Exercise goal: In the records below, pick out all lines containing the word "json".

===== Data for this task =====

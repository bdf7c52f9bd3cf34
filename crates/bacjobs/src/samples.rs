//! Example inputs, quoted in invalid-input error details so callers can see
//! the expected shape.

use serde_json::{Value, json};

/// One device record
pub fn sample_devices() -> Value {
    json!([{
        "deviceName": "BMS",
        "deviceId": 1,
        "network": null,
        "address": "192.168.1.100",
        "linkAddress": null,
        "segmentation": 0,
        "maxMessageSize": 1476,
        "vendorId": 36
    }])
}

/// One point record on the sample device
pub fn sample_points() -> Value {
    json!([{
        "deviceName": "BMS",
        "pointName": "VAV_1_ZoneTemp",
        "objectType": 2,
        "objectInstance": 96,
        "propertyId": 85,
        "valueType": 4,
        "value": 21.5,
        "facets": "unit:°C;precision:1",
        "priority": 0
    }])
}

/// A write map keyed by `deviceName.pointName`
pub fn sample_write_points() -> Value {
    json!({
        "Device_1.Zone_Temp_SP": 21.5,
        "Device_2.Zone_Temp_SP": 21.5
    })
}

=====

Completed exercise:
use serde_json::{Value, json};
    json!([{
    json!([{
    json!({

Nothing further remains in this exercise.